Records supplied Block Start
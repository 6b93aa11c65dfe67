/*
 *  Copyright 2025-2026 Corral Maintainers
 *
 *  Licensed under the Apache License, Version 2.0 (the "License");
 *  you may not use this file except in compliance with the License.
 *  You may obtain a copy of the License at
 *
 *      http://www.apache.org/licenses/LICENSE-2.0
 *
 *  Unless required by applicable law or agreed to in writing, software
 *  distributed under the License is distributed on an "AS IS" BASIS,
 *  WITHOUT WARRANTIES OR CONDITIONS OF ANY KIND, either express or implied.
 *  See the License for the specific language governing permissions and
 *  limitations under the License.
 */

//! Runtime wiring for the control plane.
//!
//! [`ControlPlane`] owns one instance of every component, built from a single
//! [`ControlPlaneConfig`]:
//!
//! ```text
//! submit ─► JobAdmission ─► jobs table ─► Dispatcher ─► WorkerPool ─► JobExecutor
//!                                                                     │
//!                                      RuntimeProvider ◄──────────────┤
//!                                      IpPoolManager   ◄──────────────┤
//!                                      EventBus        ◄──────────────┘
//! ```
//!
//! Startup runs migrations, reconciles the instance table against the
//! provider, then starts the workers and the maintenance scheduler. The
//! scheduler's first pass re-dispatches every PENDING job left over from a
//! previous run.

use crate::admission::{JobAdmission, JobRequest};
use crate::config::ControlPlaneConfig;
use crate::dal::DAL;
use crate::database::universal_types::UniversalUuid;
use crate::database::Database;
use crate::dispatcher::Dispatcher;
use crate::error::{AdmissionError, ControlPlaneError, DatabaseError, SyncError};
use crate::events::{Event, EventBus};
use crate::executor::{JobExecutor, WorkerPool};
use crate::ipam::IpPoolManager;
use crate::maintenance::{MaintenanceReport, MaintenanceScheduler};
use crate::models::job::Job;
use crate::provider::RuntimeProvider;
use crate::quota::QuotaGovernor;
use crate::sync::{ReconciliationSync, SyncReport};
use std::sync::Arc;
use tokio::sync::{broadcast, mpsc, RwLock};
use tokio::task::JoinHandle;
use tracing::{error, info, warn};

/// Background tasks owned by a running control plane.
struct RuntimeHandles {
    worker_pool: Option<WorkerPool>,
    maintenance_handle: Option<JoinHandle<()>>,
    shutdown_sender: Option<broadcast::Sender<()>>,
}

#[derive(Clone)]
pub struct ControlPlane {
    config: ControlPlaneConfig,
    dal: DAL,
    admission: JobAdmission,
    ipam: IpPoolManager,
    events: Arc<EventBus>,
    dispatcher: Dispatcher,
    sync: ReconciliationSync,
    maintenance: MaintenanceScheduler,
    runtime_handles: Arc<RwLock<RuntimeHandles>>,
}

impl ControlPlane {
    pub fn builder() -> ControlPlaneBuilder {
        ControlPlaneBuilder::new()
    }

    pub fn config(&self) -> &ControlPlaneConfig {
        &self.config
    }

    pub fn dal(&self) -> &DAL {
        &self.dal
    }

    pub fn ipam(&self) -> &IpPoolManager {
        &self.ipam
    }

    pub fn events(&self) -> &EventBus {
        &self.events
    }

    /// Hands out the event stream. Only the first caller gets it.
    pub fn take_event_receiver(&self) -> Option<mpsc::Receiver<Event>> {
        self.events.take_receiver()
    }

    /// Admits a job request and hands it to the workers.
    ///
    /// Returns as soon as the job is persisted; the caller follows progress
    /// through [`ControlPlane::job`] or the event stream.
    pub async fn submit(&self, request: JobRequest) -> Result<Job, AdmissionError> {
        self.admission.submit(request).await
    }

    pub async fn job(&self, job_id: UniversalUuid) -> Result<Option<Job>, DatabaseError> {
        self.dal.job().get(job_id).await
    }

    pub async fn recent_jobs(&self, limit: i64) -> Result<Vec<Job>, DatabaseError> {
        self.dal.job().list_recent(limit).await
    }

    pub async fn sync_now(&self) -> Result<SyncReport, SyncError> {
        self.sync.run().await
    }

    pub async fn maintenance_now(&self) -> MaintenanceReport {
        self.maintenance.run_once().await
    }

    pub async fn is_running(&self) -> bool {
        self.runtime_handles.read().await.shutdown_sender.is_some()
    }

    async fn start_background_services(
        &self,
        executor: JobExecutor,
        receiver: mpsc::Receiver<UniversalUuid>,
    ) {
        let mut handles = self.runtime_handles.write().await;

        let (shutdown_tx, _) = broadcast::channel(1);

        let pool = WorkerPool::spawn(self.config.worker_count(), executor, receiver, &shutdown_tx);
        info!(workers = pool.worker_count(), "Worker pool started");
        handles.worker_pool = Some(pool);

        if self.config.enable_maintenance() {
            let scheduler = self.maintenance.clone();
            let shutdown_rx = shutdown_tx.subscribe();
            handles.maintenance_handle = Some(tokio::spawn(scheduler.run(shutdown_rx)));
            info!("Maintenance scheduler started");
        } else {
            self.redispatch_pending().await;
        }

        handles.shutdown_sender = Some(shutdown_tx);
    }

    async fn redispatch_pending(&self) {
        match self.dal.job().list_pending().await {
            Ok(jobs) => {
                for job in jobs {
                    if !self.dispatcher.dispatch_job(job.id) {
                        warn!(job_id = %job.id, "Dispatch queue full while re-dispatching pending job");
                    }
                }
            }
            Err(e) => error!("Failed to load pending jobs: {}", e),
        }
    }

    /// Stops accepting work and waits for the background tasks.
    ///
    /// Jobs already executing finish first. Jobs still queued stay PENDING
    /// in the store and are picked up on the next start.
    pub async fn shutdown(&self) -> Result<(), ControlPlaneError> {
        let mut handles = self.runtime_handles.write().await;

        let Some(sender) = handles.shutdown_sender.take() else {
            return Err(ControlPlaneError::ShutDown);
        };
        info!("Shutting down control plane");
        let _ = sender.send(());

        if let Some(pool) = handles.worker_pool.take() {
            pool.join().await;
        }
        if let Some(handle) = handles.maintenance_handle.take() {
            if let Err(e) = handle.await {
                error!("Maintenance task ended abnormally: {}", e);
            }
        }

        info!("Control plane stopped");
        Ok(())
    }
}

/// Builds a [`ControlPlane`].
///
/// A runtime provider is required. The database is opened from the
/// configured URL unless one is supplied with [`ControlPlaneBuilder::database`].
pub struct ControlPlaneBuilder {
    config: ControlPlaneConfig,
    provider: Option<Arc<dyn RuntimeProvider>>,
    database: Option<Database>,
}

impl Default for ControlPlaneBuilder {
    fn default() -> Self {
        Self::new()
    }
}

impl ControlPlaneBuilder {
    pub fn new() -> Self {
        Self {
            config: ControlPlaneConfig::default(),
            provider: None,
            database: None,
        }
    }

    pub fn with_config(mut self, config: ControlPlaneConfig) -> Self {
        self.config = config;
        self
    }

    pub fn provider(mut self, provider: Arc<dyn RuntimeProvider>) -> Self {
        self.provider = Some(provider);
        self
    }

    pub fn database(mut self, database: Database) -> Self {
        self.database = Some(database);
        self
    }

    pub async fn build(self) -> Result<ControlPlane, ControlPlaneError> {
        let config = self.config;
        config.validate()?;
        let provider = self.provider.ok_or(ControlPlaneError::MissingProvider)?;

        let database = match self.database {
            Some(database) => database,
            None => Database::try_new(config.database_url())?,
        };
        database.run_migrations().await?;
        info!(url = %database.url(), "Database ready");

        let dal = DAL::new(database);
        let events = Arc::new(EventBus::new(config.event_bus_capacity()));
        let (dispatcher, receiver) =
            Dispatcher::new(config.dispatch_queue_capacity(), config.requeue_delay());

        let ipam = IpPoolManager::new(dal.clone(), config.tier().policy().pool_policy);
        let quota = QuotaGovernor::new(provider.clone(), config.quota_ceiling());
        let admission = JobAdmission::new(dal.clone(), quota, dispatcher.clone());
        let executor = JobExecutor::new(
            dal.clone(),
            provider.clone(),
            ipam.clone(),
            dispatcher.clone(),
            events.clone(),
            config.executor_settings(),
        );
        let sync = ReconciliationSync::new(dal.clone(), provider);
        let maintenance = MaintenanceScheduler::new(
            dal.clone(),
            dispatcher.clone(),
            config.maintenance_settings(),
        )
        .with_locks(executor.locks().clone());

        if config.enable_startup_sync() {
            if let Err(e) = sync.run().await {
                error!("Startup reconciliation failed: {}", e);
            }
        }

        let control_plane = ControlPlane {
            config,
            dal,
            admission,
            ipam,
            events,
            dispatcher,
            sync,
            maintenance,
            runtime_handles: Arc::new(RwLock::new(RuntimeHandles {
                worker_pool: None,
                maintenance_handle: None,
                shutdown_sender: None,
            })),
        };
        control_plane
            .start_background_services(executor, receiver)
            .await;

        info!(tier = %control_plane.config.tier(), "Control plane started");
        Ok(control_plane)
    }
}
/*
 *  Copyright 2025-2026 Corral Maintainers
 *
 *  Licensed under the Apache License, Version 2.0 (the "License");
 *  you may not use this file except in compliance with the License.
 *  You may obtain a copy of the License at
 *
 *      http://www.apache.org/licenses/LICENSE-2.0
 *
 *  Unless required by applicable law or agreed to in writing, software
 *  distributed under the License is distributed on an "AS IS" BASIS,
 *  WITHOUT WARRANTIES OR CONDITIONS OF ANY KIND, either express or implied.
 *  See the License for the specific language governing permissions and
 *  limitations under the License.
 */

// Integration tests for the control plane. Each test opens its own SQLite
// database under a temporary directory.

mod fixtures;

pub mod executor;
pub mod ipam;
Records supplied Block End
* Problem statement: Report every line above that has the string "workers" in it.

* Task response:
//! provider, then starts the workers and the maintenance scheduler. The
    /// Admits a job request and hands it to the workers.
        info!(workers = pool.worker_count(), "Worker pool started");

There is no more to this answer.